LabGraal concerto acustico alla Fnac

marzo 2, 2009 in Spettacoli da Cinzia Modena

LabGraalIl Laboratorio Musicale del Graal presenta il nuovo album, ”Mother Africa”, e accompagna la sua musica con momento di ascolto e riflessione su condizioni di disagio di comunità particolari.

La settimana scorsa, infatti, ha presentato l’ultimo lavoro discografico, musica celtica con contaminazioni africane, sul palcoscenico dell’Hiroshima Mon Amour. Continuano gli incontri con questa realtà aperta alle sonorità ed alle voci del mondo con due appuntamenti: letture di poesie al Caffè Elena con Giancarlo Barbadoro e Chantal Schelaye, martedì 3 marzo, un reading accompagnato dalle musiche del LabGraal. Sarà inoltre presentato il libro di poesie “Les Chants de Mère Terre” di Giancarlo Barbadoro e Samuel Brice Tjomb.

Giovedì 5 sarà invece la volta di un concerto acustico negli spazi musicali della Fnac di via Roma.

Tutti gli incontri sono gratuiti.

Rosalba Nattero parla di “Mother Africa”, l’ultimo album del Labgraal.

  • Il significato dell’album Mother Africa

    Il CD è dedicato alla salvaguardia delle tradizioni dei Nativi Africani. In particolare vogliamo dare visibilità all’azione del Popolo Bassa per la difesa della loro montagna sacra Ngog Lituba, profanata dall’installazione, sulla sua sommità, di una croce cristiana e di una statua della Madonna.

  • In quanto tempo è stato realizzato dalla scrittura alla realizzazione in studio?

    Dall’inizio del lavoro sono passati quattro anni. E’ iniziato come colonna sonora per il documentario “Ikonda” di Max Boscaini e Davide Sgorlon, che illustra l’operato dei medici italiani in Tanzania. Successivamente abbiamo registrato altre musiche in collaborazione con musicisti Nativi Africani con i quali è nata una collaborazione per la difesa delle loro tradizioni.

  • Quali sono gli elementi più significativi dal punto di vista sonoro?

    Sicuramente il connubio tra la musica celtica e le sonorità africane. Una volta ancora siamo rimasti stupiti di quanto la tribalità della musica dei Nativi di ogni continente sia comune alla ritmica e al linguaggio della Keltic music, il nostro genere di riferimento. Era già successo con le musiche degli Aborigeni Australiani e dei Nativi Americani e ora con i Nativi Africani è scaturito lo stesso feeling.

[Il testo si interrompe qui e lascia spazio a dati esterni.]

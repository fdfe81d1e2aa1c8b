#![allow(clippy::unwrap_used, clippy::expect_used, clippy::panic)]

use std::time::Duration;

use cardfx_jobs::{
    JobError, JobEvent, JobId, JobState, JobStatus, Orchestrator, StageResult, StageStatus,
};
use cardfx_pipeline::decode::encode_png;
use cardfx_pipeline::{
    FilterKind, FilterOptions, PipelineConfig, PipelineError, RgbaImage, StageKind,
};
use tokio::time::timeout;

const LIMIT: Duration = Duration::from_secs(30);

fn card_png(width: u32, height: u32) -> Vec<u8> {
    let img = RgbaImage::from_fn(width, height, |x, y| {
        if (x / 40 + y / 40) % 2 == 0 {
            image::Rgba([210, 150, 110, 255])
        } else {
            image::Rgba([30, 50, 80, 255])
        }
    });
    encode_png(&img).unwrap()
}

async fn finished(orchestrator: &Orchestrator, id: JobId) -> JobStatus {
    timeout(LIMIT, orchestrator.wait_for(id))
        .await
        .expect("job did not finish in time")
        .expect("job disappeared")
}

#[tokio::test]
async fn job_runs_every_stage_and_publishes_artifacts() {
    let orchestrator = Orchestrator::new();
    let id = orchestrator
        .start_processing(card_png(320, 240), PipelineConfig::default())
        .unwrap();

    let status = finished(&orchestrator, id).await;
    assert_eq!(status.state, JobState::Completed);
    assert!(status.is_complete);
    assert!((status.overall_progress() - 1.0).abs() < f64::EPSILON);
    assert_eq!(status.current_stage_index, 2);
    for stage in &status.stages {
        assert_eq!(stage.status, StageStatus::Completed, "{}", stage.name);
        assert_eq!(stage.progress, 100);
        assert!(stage.duration.is_some());
        assert!(stage.error.is_none());
    }

    let processed = orchestrator
        .artifact(status.processed_url.as_deref().unwrap())
        .unwrap();
    let metadata = status.metadata.as_ref().unwrap();
    assert_eq!(processed.dimensions, metadata.processed);
    assert!(metadata.applied_crop.is_some());

    let thumbnail = orchestrator
        .artifact(status.thumbnail_url.as_deref().unwrap())
        .unwrap();
    assert!(thumbnail.dimensions.width.max(thumbnail.dimensions.height) <= 200);
    assert!(orchestrator.artifact(status.preview_url.as_deref().unwrap()).is_some());

    let Some(StageResult::Preview {
        placeholder_url, ..
    }) = &status.stages[0].result
    else {
        panic!("preview stage has no preview result");
    };
    assert!(orchestrator.artifact(placeholder_url).is_some());
}

#[tokio::test]
async fn events_arrive_in_stage_order() {
    let orchestrator = Orchestrator::new();
    let mut events = orchestrator.subscribe();
    let id = orchestrator
        .start_processing(card_png(96, 96), PipelineConfig::default())
        .unwrap();

    let mut seen = Vec::new();
    loop {
        let event = timeout(LIMIT, events.recv()).await.unwrap().unwrap();
        assert_eq!(event.job_id(), id);
        let terminal = event.is_terminal();
        if !matches!(event, JobEvent::StageProgress { .. }) {
            seen.push(event);
        }
        if terminal {
            break;
        }
    }

    let names: Vec<String> = seen
        .iter()
        .map(|e| match e {
            JobEvent::Started { .. } => "started".to_owned(),
            JobEvent::StageStarted { index, .. } => format!("start{index}"),
            JobEvent::StageCompleted { index, .. } => format!("done{index}"),
            JobEvent::Completed { .. } => "completed".to_owned(),
            other => format!("{other:?}"),
        })
        .collect();
    assert_eq!(
        names,
        [
            "started",
            "start0",
            "done0",
            "start1",
            "done1",
            "start2",
            "done2",
            "completed"
        ]
    );
}

#[tokio::test]
async fn undecodable_input_fails_the_first_stage() {
    let orchestrator = Orchestrator::new();
    let id = orchestrator
        .start_processing(b"definitely not an image".to_vec(), PipelineConfig::default())
        .unwrap();

    let status = finished(&orchestrator, id).await;
    assert_eq!(status.state, JobState::Failed);
    assert!(!status.is_complete);
    assert_eq!(status.stages[0].status, StageStatus::Failed);
    assert!(status.stages[0].error.as_deref().unwrap().contains("decode"));
    assert!(
        status.stages[1..]
            .iter()
            .all(|s| s.status == StageStatus::Pending)
    );
    assert!(status.error.is_some());
    assert!(orchestrator.artifacts().urls_for(id).is_empty());
}

#[tokio::test]
async fn empty_input_fails_the_job() {
    let orchestrator = Orchestrator::new();
    let id = orchestrator
        .start_processing(Vec::new(), PipelineConfig::default())
        .unwrap();
    let status = finished(&orchestrator, id).await;
    assert_eq!(status.state, JobState::Failed);
    assert_eq!(status.current_stage_index, 0);
}

#[tokio::test]
async fn invalid_config_is_rejected_synchronously() {
    let orchestrator = Orchestrator::new();
    let config = PipelineConfig {
        filter: Some(FilterOptions::new(FilterKind::Vivid).with_intensity(3.0)),
        ..PipelineConfig::default()
    };
    let err = orchestrator
        .start_processing(card_png(10, 10), config)
        .unwrap_err();
    assert!(matches!(
        err,
        JobError::Pipeline(PipelineError::InvalidConfig(_))
    ));
    assert!(orchestrator.jobs().is_empty());
}

#[tokio::test]
async fn abort_before_first_stage_runs_nothing() {
    let orchestrator = Orchestrator::new();
    let id = orchestrator
        .start_processing(card_png(64, 64), PipelineConfig::default())
        .unwrap();
    // The runner task has not been polled yet on this single-threaded runtime.
    assert!(orchestrator.abort_job(id));
    assert!(!orchestrator.abort_job(id));

    let status = finished(&orchestrator, id).await;
    assert_eq!(status.state, JobState::Aborted);
    tokio::task::yield_now().await;
    let status = orchestrator.job_status(id).unwrap();
    assert!(
        status
            .stages
            .iter()
            .all(|s| s.status == StageStatus::Pending)
    );
    assert!(orchestrator.artifacts().is_empty());
}

/// Wait until every task spawned on the current runtime has returned.
async fn runners_idle() {
    let handle = tokio::runtime::Handle::current();
    timeout(LIMIT, async {
        while handle.metrics().num_alive_tasks() > 0 {
            tokio::time::sleep(Duration::from_millis(5)).await;
        }
    })
    .await
    .expect("job runner did not return in time");
}

#[tokio::test]
async fn abort_mid_job_discards_later_stages_and_revokes_artifacts() {
    let orchestrator = Orchestrator::new();
    let mut events = orchestrator.subscribe();
    let config = PipelineConfig {
        enhancements: cardfx_pipeline::EnhancementOptions {
            sharpen: true,
            auto_enhance: true,
            ..Default::default()
        },
        ..PipelineConfig::default()
    };
    let id = orchestrator
        .start_processing(card_png(400, 300), config)
        .unwrap();

    // On this single-threaded runtime the runner is parked on the blocking
    // processing stage whenever this task observes its start, so the abort
    // lands while that stage is in flight.
    loop {
        if let JobEvent::StageStarted { index: 1, .. } =
            timeout(LIMIT, events.recv()).await.unwrap().unwrap()
        {
            break;
        }
    }
    let preview_url = orchestrator.job_status(id).unwrap().preview_url.unwrap();
    assert!(orchestrator.artifact(&preview_url).is_some());

    assert!(orchestrator.abort_job(id));
    assert!(orchestrator.artifact(&preview_url).is_none());

    // The runner returns only after the in-flight stage has finished and
    // its output was thrown away.
    runners_idle().await;
    let status = orchestrator.job_status(id).unwrap();
    assert_eq!(status.state, JobState::Aborted);
    assert!(status.processed_url.is_none());
    assert!(status.thumbnail_url.is_none());
    assert_eq!(status.stages[1].status, StageStatus::Processing);
    assert!(status.stages[1].result.is_none());
    assert_eq!(status.stages[2].status, StageStatus::Pending);
    assert!(orchestrator.artifacts().urls_for(id).is_empty());

    // Nothing about the job is broadcast after it was aborted.
    let mut after_abort = Vec::new();
    let mut aborted = false;
    while let Ok(event) = events.try_recv() {
        if aborted {
            after_abort.push(event);
        } else {
            aborted = matches!(event, JobEvent::Aborted { .. });
        }
    }
    assert!(aborted);
    assert!(after_abort.is_empty(), "events after abort: {after_abort:?}");
}

#[tokio::test]
async fn observed_statuses_never_move_backward() {
    let orchestrator = Orchestrator::new();
    let id = orchestrator
        .start_processing(card_png(200, 200), PipelineConfig::default())
        .unwrap();
    let mut rx = orchestrator.watch(id).unwrap();

    let mut snapshots = vec![rx.borrow_and_update().clone()];
    while !snapshots.last().unwrap().state.is_terminal() {
        timeout(LIMIT, rx.changed()).await.unwrap().unwrap();
        snapshots.push(rx.borrow_and_update().clone());
    }

    for pair in snapshots.windows(2) {
        for (before, after) in pair[0].stages.iter().zip(&pair[1].stages) {
            assert!(after.status.rank() >= before.status.rank());
            assert!(after.progress >= before.progress);
        }
        assert!(pair[1].overall_progress() >= pair[0].overall_progress());
    }
    assert_eq!(snapshots.last().unwrap().state, JobState::Completed);
}

#[tokio::test]
async fn batch_jobs_are_independent() {
    let orchestrator = Orchestrator::new();
    let inputs = vec![card_png(80, 120), b"junk".to_vec(), card_png(120, 80)];
    let ids = orchestrator
        .start_batch(inputs, &PipelineConfig::default())
        .await
        .unwrap();
    assert_eq!(ids.len(), 3);

    let mut states = Vec::new();
    for id in &ids {
        states.push(finished(&orchestrator, *id).await.state);
    }
    assert_eq!(
        states,
        [JobState::Completed, JobState::Failed, JobState::Completed]
    );
}

#[tokio::test]
async fn custom_stage_list_is_respected() {
    let orchestrator = Orchestrator::new();
    let config = PipelineConfig {
        stages: vec![StageKind::Thumbnail],
        ..PipelineConfig::default()
    };
    let id = orchestrator
        .start_processing(card_png(300, 100), config)
        .unwrap();
    let status = finished(&orchestrator, id).await;
    assert_eq!(status.state, JobState::Completed);
    assert_eq!(status.stages.len(), 1);
    assert_eq!(status.stages[0].name, "thumbnail");
    assert!(status.preview_url.is_none());
    assert!(status.thumbnail_url.is_some());
}

#[tokio::test]
async fn unknown_jobs_are_not_found() {
    let orchestrator = Orchestrator::new();
    let ghost = JobId::new(9_999);
    assert!(orchestrator.job_status(ghost).is_none());
    assert!(orchestrator.wait_for(ghost).await.is_none());
    assert!(!orchestrator.abort_job(ghost));
    assert!(matches!(
        orchestrator.release_job(ghost),
        Err(JobError::UnknownJob(id)) if id == ghost
    ));
}

#[tokio::test]
async fn release_and_reset_revoke_everything() {
    let orchestrator = Orchestrator::new();
    let first = orchestrator
        .start_processing(card_png(64, 64), PipelineConfig::default())
        .unwrap();
    let second = orchestrator
        .start_processing(card_png(64, 64), PipelineConfig::default())
        .unwrap();
    let done = finished(&orchestrator, first).await;
    finished(&orchestrator, second).await;

    let url = done.thumbnail_url.unwrap();
    assert!(orchestrator.artifact(&url).is_some());
    orchestrator.release_job(first).unwrap();
    assert!(orchestrator.job_status(first).is_none());
    assert!(orchestrator.artifact(&url).is_none());
    assert!(!orchestrator.artifacts().urls_for(second).is_empty());

    orchestrator.reset();
    assert!(orchestrator.jobs().is_empty());
    assert!(orchestrator.artifacts().is_empty());
}

#[test]
fn starting_outside_a_runtime_is_an_error() {
    let orchestrator = Orchestrator::new();
    let err = orchestrator
        .start_processing(card_png(8, 8), PipelineConfig::default())
        .unwrap_err();
    assert!(matches!(err, JobError::NoRuntime(_)));
    assert!(orchestrator.jobs().is_empty());
}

  • Cosa raccontano i testi, c’è una canzone tra tutte più significativa?

    La canzone di Brice Tjomb, “Ngog Lituba”, esprime lo spirito dell’album. Il testo è un accorato appello affinchè Ngog Lituba non venga dimenticato. “Cosmo del Popolo Bassa, cosmo del Popolo africano, non dimenticate Ngog Lituba! E’ il nostro unico riferimento culturale e spirituale: non dimenticate Ngog Lituba!”

  • a che punto siete arrivati della vostra discografia?

    “Mother Africa” è il nostro settimo album, senza contare il singolo “Mother Earth People”, un live registrato con musicisti Nativi Americani. Il nostro precedente album è “Shan, the ancient heart of natural peoples”, uscito nel 2007, colonna sonora dell’omonimo film.

    INFORMAZIONI

  • Martedì 3 Marzo, ore 22

    CAFFE’ ELENA, Piazza Vittorio Veneto 5, Torino:

    LES CHANTS DE MERE TERRE

    Incontro di poesia e musica


    Letture di poesie a cura di Giancarlo Barbadoro e Chantal Schelaye con interventi musicali del LabGraal

    Con la presentazione del libro di poesie “Les Chants de Mère Terre” di Giancarlo Barbadoro e Samuel Brice Tjomb.

  • Giovedì 5 Marzo, ore 18

    FNAC di Via Roma, Torino:

    IL LABGRAAL PRESENTA “MOTHER AFRICA”

    Conferenza per la presentazione del CD “Mother Africa” del LabGraal con musiche dal vivo.

    Partecipano i musicisti del LabGraal, Gino Steiner Strippoli e Guido Barosio.